Print all of the data exactly, with no line missing.

##############################

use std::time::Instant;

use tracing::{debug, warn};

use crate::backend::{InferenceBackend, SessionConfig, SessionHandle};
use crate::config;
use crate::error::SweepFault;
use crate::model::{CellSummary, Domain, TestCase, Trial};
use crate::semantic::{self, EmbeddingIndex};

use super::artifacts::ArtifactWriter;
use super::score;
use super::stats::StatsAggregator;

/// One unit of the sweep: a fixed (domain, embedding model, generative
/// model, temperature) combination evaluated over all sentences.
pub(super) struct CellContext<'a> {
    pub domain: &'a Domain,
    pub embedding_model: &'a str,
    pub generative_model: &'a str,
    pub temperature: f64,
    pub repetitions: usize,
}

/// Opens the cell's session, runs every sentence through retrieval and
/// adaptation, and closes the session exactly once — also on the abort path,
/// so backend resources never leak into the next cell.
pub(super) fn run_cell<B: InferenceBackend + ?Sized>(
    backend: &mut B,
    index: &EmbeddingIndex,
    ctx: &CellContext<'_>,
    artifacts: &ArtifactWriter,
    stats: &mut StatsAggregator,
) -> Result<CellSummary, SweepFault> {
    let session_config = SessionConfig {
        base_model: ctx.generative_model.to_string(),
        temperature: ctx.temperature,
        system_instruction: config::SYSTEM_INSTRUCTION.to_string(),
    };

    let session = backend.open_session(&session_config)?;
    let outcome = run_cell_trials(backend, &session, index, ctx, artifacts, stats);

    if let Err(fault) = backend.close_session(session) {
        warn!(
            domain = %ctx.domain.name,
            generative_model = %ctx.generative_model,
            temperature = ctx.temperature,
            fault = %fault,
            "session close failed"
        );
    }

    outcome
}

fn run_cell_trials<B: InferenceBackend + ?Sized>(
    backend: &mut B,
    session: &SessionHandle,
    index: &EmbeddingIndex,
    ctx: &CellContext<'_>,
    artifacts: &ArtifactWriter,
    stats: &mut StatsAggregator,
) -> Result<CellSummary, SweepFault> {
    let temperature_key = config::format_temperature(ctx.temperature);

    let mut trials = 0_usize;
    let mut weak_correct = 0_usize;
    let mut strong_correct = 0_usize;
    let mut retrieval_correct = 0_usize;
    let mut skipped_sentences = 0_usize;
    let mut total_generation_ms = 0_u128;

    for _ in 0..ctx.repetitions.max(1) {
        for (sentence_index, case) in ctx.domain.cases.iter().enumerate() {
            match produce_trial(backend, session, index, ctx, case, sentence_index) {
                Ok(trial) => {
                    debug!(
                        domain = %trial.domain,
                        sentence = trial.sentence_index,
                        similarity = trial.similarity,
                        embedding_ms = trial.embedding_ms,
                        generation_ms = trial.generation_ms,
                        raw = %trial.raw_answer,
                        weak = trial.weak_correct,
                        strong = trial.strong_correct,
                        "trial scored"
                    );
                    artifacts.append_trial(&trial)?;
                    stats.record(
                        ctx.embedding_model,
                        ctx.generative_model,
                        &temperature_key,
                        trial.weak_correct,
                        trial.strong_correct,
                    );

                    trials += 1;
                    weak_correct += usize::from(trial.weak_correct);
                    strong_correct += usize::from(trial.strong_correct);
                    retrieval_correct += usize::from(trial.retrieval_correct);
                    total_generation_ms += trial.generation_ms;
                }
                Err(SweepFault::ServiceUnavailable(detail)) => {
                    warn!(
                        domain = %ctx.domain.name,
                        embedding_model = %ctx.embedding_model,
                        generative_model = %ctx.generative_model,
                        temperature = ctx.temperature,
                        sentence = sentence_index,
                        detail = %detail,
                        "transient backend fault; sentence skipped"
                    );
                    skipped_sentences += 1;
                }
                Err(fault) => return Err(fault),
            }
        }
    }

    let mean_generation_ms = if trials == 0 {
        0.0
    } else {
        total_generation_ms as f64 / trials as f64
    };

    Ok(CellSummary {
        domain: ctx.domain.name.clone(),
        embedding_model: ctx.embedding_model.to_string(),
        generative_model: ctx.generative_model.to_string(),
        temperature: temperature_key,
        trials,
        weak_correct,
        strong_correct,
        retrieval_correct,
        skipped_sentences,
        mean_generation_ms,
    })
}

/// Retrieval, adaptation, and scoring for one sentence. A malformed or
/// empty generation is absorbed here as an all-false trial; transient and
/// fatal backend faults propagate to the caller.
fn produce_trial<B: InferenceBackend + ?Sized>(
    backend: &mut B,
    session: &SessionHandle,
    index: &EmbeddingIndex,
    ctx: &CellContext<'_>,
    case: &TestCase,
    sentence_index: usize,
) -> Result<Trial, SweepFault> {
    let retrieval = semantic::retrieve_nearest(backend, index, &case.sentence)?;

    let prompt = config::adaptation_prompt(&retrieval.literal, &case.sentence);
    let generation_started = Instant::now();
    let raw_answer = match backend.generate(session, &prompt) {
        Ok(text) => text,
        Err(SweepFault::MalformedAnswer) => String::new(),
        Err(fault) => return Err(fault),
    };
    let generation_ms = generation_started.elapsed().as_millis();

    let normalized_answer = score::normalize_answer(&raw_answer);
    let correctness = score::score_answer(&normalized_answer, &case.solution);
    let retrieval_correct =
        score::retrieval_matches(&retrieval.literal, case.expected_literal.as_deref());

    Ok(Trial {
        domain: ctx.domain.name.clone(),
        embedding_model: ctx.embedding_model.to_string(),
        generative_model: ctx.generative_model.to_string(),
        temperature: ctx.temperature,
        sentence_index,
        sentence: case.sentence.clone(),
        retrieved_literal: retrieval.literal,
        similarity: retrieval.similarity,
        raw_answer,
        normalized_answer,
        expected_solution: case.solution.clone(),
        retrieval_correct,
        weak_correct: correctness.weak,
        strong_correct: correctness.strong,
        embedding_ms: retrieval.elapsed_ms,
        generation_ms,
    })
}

##############################

* **Your response**:
use std::time::Instant;

use tracing::{debug, warn};

use crate::backend::{InferenceBackend, SessionConfig, SessionHandle};
use crate::config;
use crate::error::SweepFault;
use crate::model::{CellSummary, Domain, TestCase, Trial};
use crate::semantic::{self, EmbeddingIndex};

use super::artifacts::ArtifactWriter;
use super::score;
use super::stats::StatsAggregator;

/// One unit of the sweep: a fixed (domain, embedding model, generative
/// model, temperature) combination evaluated over all sentences.
pub(super) struct CellContext<'a> {
    pub domain: &'a Domain,
    pub embedding_model: &'a str,
    pub generative_model: &'a str,
    pub temperature: f64,
    pub repetitions: usize,
}

/// Opens the cell's session, runs every sentence through retrieval and
/// adaptation, and closes the session exactly once — also on the abort path,
/// so backend resources never leak into the next cell.
pub(super) fn run_cell<B: InferenceBackend + ?Sized>(
    backend: &mut B,
    index: &EmbeddingIndex,
    ctx: &CellContext<'_>,
    artifacts: &ArtifactWriter,
    stats: &mut StatsAggregator,
) -> Result<CellSummary, SweepFault> {
    let session_config = SessionConfig {
        base_model: ctx.generative_model.to_string(),
        temperature: ctx.temperature,
        system_instruction: config::SYSTEM_INSTRUCTION.to_string(),
    };

    let session = backend.open_session(&session_config)?;
    let outcome = run_cell_trials(backend, &session, index, ctx, artifacts, stats);

    if let Err(fault) = backend.close_session(session) {
        warn!(
            domain = %ctx.domain.name,
            generative_model = %ctx.generative_model,
            temperature = ctx.temperature,
            fault = %fault,
            "session close failed"
        );
    }

    outcome
}

fn run_cell_trials<B: InferenceBackend + ?Sized>(
    backend: &mut B,
    session: &SessionHandle,
    index: &EmbeddingIndex,
    ctx: &CellContext<'_>,
    artifacts: &ArtifactWriter,
    stats: &mut StatsAggregator,
) -> Result<CellSummary, SweepFault> {
    let temperature_key = config::format_temperature(ctx.temperature);

    let mut trials = 0_usize;
    let mut weak_correct = 0_usize;
    let mut strong_correct = 0_usize;
    let mut retrieval_correct = 0_usize;
    let mut skipped_sentences = 0_usize;
    let mut total_generation_ms = 0_u128;

    for _ in 0..ctx.repetitions.max(1) {
        for (sentence_index, case) in ctx.domain.cases.iter().enumerate() {
            match produce_trial(backend, session, index, ctx, case, sentence_index) {
                Ok(trial) => {
                    debug!(
                        domain = %trial.domain,
                        sentence = trial.sentence_index,
                        similarity = trial.similarity,
                        embedding_ms = trial.embedding_ms,
                        generation_ms = trial.generation_ms,
                        raw = %trial.raw_answer,
                        weak = trial.weak_correct,
                        strong = trial.strong_correct,
                        "trial scored"
                    );
                    artifacts.append_trial(&trial)?;
                    stats.record(
                        ctx.embedding_model,
                        ctx.generative_model,
                        &temperature_key,
                        trial.weak_correct,
                        trial.strong_correct,
                    );

                    trials += 1;
                    weak_correct += usize::from(trial.weak_correct);
                    strong_correct += usize::from(trial.strong_correct);
                    retrieval_correct += usize::from(trial.retrieval_correct);
                    total_generation_ms += trial.generation_ms;
                }
                Err(SweepFault::ServiceUnavailable(detail)) => {
                    warn!(
                        domain = %ctx.domain.name,
                        embedding_model = %ctx.embedding_model,
                        generative_model = %ctx.generative_model,
                        temperature = ctx.temperature,
                        sentence = sentence_index,
                        detail = %detail,
                        "transient backend fault; sentence skipped"
                    );
                    skipped_sentences += 1;
                }
                Err(fault) => return Err(fault),
            }
        }
    }

    let mean_generation_ms = if trials == 0 {
        0.0
    } else {
        total_generation_ms as f64 / trials as f64
    };

    Ok(CellSummary {
        domain: ctx.domain.name.clone(),
        embedding_model: ctx.embedding_model.to_string(),
        generative_model: ctx.generative_model.to_string(),
        temperature: temperature_key,
        trials,
        weak_correct,
        strong_correct,
        retrieval_correct,
        skipped_sentences,
        mean_generation_ms,
    })
}

/// Retrieval, adaptation, and scoring for one sentence. A malformed or
/// empty generation is absorbed here as an all-false trial; transient and
/// fatal backend faults propagate to the caller.
fn produce_trial<B: InferenceBackend + ?Sized>(
    backend: &mut B,
    session: &SessionHandle,
    index: &EmbeddingIndex,
    ctx: &CellContext<'_>,
    case: &TestCase,
    sentence_index: usize,
) -> Result<Trial, SweepFault> {
    let retrieval = semantic::retrieve_nearest(backend, index, &case.sentence)?;

    let prompt = config::adaptation_prompt(&retrieval.literal, &case.sentence);
    let generation_started = Instant::now();
    let raw_answer = match backend.generate(session, &prompt) {
        Ok(text) => text,
        Err(SweepFault::MalformedAnswer) => String::new(),
        Err(fault) => return Err(fault),
    };
    let generation_ms = generation_started.elapsed().as_millis();

    let normalized_answer = score::normalize_answer(&raw_answer);
    let correctness = score::score_answer(&normalized_answer, &case.solution);
    let retrieval_correct =
        score::retrieval_matches(&retrieval.literal, case.expected_literal.as_deref());

    Ok(Trial {
        domain: ctx.domain.name.clone(),
        embedding_model: ctx.embedding_model.to_string(),
        generative_model: ctx.generative_model.to_string(),
        temperature: ctx.temperature,
        sentence_index,
        sentence: case.sentence.clone(),
        retrieved_literal: retrieval.literal,
        similarity: retrieval.similarity,
        raw_answer,
        normalized_answer,
        expected_solution: case.solution.clone(),
        retrieval_correct,
        weak_correct: correctness.weak,
        strong_correct: correctness.strong,
        embedding_ms: retrieval.elapsed_ms,
        generation_ms,
    })
}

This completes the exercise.